The object files are generated via assembly code emission, not to C and
and compiled via the C compiler. I don't think OCaml ever compiled to C,
and I will eat my shirt if you can find an OCaml compiler switch that
outputs C!
One of OCaml's claims to fame is that a primary performance determinant
is good native code generation, not intermediate optimizations (as MLTon
and Haskell do).
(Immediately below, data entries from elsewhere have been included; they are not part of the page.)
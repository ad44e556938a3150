//! Pane placement: creating and relocating the monitor pane.
//!
//! The monitor pane can sit at the top, bottom, left, or right of the main
//! window. Top/bottom are vertical splits pinned to a few rows and imply
//! the compact rendering; left/right are horizontal splits pinned to a
//! percentage of columns and imply the detailed rendering. Layout state is
//! never duplicated locally: the current position is re-derived from tmux
//! before each move.

pub mod tmux;

use std::str::FromStr;

use crate::error::{QuotapaneError, Result};

pub use tmux::{HOLD_WINDOW_NAME, ShellTmux, TmuxCommands};

/// Rows the monitor pane is pinned to in top/bottom positions.
pub const MONITOR_ROWS: u16 = 6;

/// Column percentage the monitor pane is pinned to in left/right positions.
pub const MONITOR_WIDTH_PERCENT: u16 = 30;

/// Title re-applied to the monitor pane after every move.
pub const PANE_TITLE: &str = "quotapane";

// =============================================================================
// Pane Position
// =============================================================================

/// The four placement positions, as (orientation, index) pairs.
#[derive(Debug, Clone, Copy, PartialEq, Eq)]
pub enum PanePosition {
    Top,
    Bottom,
    Left,
    Right,
}

impl PanePosition {
    /// Top/bottom positions use the compact rendering.
    #[must_use]
    pub const fn is_compact(self) -> bool {
        matches!(self, Self::Top | Self::Bottom)
    }

    /// Top/bottom are vertical splits; left/right horizontal.
    #[must_use]
    pub const fn is_vertical_split(self) -> bool {
        matches!(self, Self::Top | Self::Bottom)
    }

    /// Top/left panes are attached before the target pane.
    #[must_use]
    pub const fn joins_before(self) -> bool {
        matches!(self, Self::Top | Self::Left)
    }

    /// Fixed split size argument for this position.
    #[must_use]
    pub fn split_size(self) -> String {
        if self.is_vertical_split() {
            MONITOR_ROWS.to_string()
        } else {
            format!("{MONITOR_WIDTH_PERCENT}%")
        }
    }
}

impl FromStr for PanePosition {
    type Err = QuotapaneError;

    fn from_str(s: &str) -> Result<Self> {
        match s.to_lowercase().as_str() {
            "top" => Ok(Self::Top),
            "bottom" => Ok(Self::Bottom),
            "left" => Ok(Self::Left),
            "right" => Ok(Self::Right),
            other => Err(QuotapaneError::Other(anyhow::anyhow!(
                "unknown pane position: {other} (expected top, bottom, left, or right)"
            ))),
        }
    }
}

impl std::fmt::Display for PanePosition {
    fn fmt(&self, f: &mut std::fmt::Formatter<'_>) -> std::fmt::Result {
        let name = match self {
            Self::Top => "top",
            Self::Bottom => "bottom",
            Self::Left => "left",
            Self::Right => "right",
        };
        write!(f, "{name}")
    }
}

/// Result of a successful placement, so the caller can switch rendering
/// without separately tracking position.
#[derive(Debug, Clone, Copy, PartialEq, Eq)]
pub struct MoveOutcome {
    pub position: PanePosition,
    pub compact: bool,
}

impl MoveOutcome {
    const fn at(position: PanePosition) -> Self {
        Self {
            position,
            compact: position.is_compact(),
        }
    }
}

// =============================================================================
// Pane Controller
// =============================================================================

/// Creates and relocates the monitor pane.
pub struct PaneController<T: TmuxCommands> {
    tmux: T,
}

impl<T: TmuxCommands> PaneController<T> {
    pub const fn new(tmux: T) -> Self {
        Self { tmux }
    }

    /// Create the monitor pane at `position`, running `command` inside it.
    /// Returns the new pane's stable `%id`.
    ///
    /// # Errors
    ///
    /// Returns a tmux error if the split fails; nothing is created then.
    pub fn open(&self, position: PanePosition, command: &str) -> Result<(String, MoveOutcome)> {
        let session = self.tmux.current_session()?;
        let target = self.tmux.active_pane()?;

        let pane_id = self.tmux.split_window(&target, position, command)?;
        self.tmux.set_pane_title(&pane_id, PANE_TITLE)?;
        if position.is_compact() {
            self.tmux.install_resize_hook(&session, &pane_id, MONITOR_ROWS)?;
        }

        tracing::info!(%pane_id, %position, "monitor pane created");
        Ok((pane_id, MoveOutcome::at(position)))
    }

    /// Relocate the monitor pane to `to`.
    ///
    /// The move is a protocol, not a single command: remove the stale
    /// auto-resize hook, detach the pane into a holding window, re-attach
    /// at the new position, re-apply title and focus, and re-install the
    /// hook for compact positions. If the re-attachment fails, the pane is
    /// re-attached at its original position on a best-effort basis so a
    /// failed move degrades to "unchanged" rather than "pane lost".
    ///
    /// # Errors
    ///
    /// [`QuotapaneError::PaneMove`] describing the failed step and whether
    /// the original layout was restored.
    pub fn move_to(&self, pane_id: &str, to: PanePosition) -> Result<MoveOutcome> {
        let session = self.tmux.current_session()?;
        let from = self.tmux.pane_position(pane_id)?;
        if from == to {
            return Ok(MoveOutcome::at(to));
        }

        // A hook left over from the current position would resize the wrong
        // pane once the layout changes underneath it.
        if let Err(e) = self.tmux.remove_resize_hook(&session) {
            tracing::debug!(error = %e, "no resize hook to remove");
        }

        // Nothing has moved yet; a failure here leaves the layout intact.
        let mut target = self.tmux.active_pane().map_err(|e| QuotapaneError::PaneMove {
            step: "prepare".to_string(),
            message: e.to_string(),
            restored: true,
        })?;

        self.tmux
            .break_pane(pane_id, HOLD_WINDOW_NAME)
            .map_err(|e| QuotapaneError::PaneMove {
                step: "detach".to_string(),
                message: e.to_string(),
                restored: true,
            })?;

        // The move may have been issued from inside the monitor pane; the
        // join target must be a pane still in the main window.
        if target == pane_id {
            target = match self.tmux.active_pane() {
                Ok(t) => t,
                Err(e) => {
                    return Err(QuotapaneError::PaneMove {
                        step: "target".to_string(),
                        message: e.to_string(),
                        restored: false,
                    });
                }
            };
        }

        if let Err(join_err) = self.tmux.join_pane(pane_id, &target, to) {
            let restored = self.restore(pane_id, &target, &session, from);
            return Err(QuotapaneError::PaneMove {
                step: "join".to_string(),
                message: join_err.to_string(),
                restored,
            });
        }

        self.finish(&session, pane_id, &target, to);
        tracing::info!(%pane_id, from = %from, to = %to, "monitor pane moved");
        Ok(MoveOutcome::at(to))
    }

    /// Best-effort re-attachment at the original position.
    fn restore(&self, pane_id: &str, target: &str, session: &str, from: PanePosition) -> bool {
        match self.tmux.join_pane(pane_id, target, from) {
            Ok(()) => {
                self.finish(session, pane_id, target, from);
                tracing::warn!(%pane_id, position = %from, "move failed; pane restored");
                true
            }
            Err(e) => {
                tracing::error!(%pane_id, error = %e, "move failed and pane could not be restored");
                false
            }
        }
    }

    /// Re-attachment preserves neither title nor focus; both are re-applied
    /// here, plus the row-pinning hook for compact positions. Failures are
    /// cosmetic and only logged.
    fn finish(&self, session: &str, pane_id: &str, target: &str, position: PanePosition) {
        if let Err(e) = self.tmux.set_pane_title(pane_id, PANE_TITLE) {
            tracing::warn!(error = %e, "failed to re-apply pane title");
        }
        if let Err(e) = self.tmux.select_pane(target) {
            tracing::warn!(error = %e, "failed to restore focus");
        }
        if position.is_compact() {
            if let Err(e) = self.tmux.install_resize_hook(session, pane_id, MONITOR_ROWS) {
                tracing::warn!(error = %e, "failed to install resize hook");
            }
        }
    }
}

// =============================================================================
// Tests
// =============================================================================

#[cfg(test)]
mod tests {
    use super::*;

    #[test]
    fn position_parsing() {
        assert_eq!("top".parse::<PanePosition>().unwrap(), PanePosition::Top);
        assert_eq!("BOTTOM".parse::<PanePosition>().unwrap(), PanePosition::Bottom);
        assert_eq!("Left".parse::<PanePosition>().unwrap(), PanePosition::Left);
        assert_eq!("right".parse::<PanePosition>().unwrap(), PanePosition::Right);
        assert!("middle".parse::<PanePosition>().is_err());
    }

    #[test]
    fn compactness_follows_orientation() {
        assert!(PanePosition::Top.is_compact());
        assert!(PanePosition::Bottom.is_compact());
        assert!(!PanePosition::Left.is_compact());
        assert!(!PanePosition::Right.is_compact());
    }

    #[test]
    fn split_sizes() {
        assert_eq!(PanePosition::Top.split_size(), "6");
        assert_eq!(PanePosition::Right.split_size(), "30%");
    }

    #[test]
    fn join_direction() {
        assert!(PanePosition::Top.joins_before());
        assert!(PanePosition::Left.joins_before());
        assert!(!PanePosition::Bottom.joins_before());
        assert!(!PanePosition::Right.joins_before());
    }

    #[test]
    fn outcome_reports_render_mode() {
        assert!(MoveOutcome::at(PanePosition::Top).compact);
        assert!(!MoveOutcome::at(PanePosition::Right).compact);
    }
}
They do very few intermediate optimizations, which is
why their compiler is so fast, and yet compiled program performance is
still good, so they've proven their point.
Sandro
Stiegler, Marc D wrote:
>> I also wish to clarify what seems to be a common
>> misconception: OCaml does not compile to C. It has its own
>> native code generator, and a C-based bytecode VM for
>> unsupported architectures.
>
> Sandro, the last time I installed Ocaml on a windows box (about 2 years ago), there were two sets of instructions for setting it up to use either the Cygwin gcc compiler, or the Visual Studio C compiler, for the final step of compilation. The programmer never needs to look at the C intermediary code, the programmer just sees executable native code at the end of the pipe, but the C is there in an intermediary step.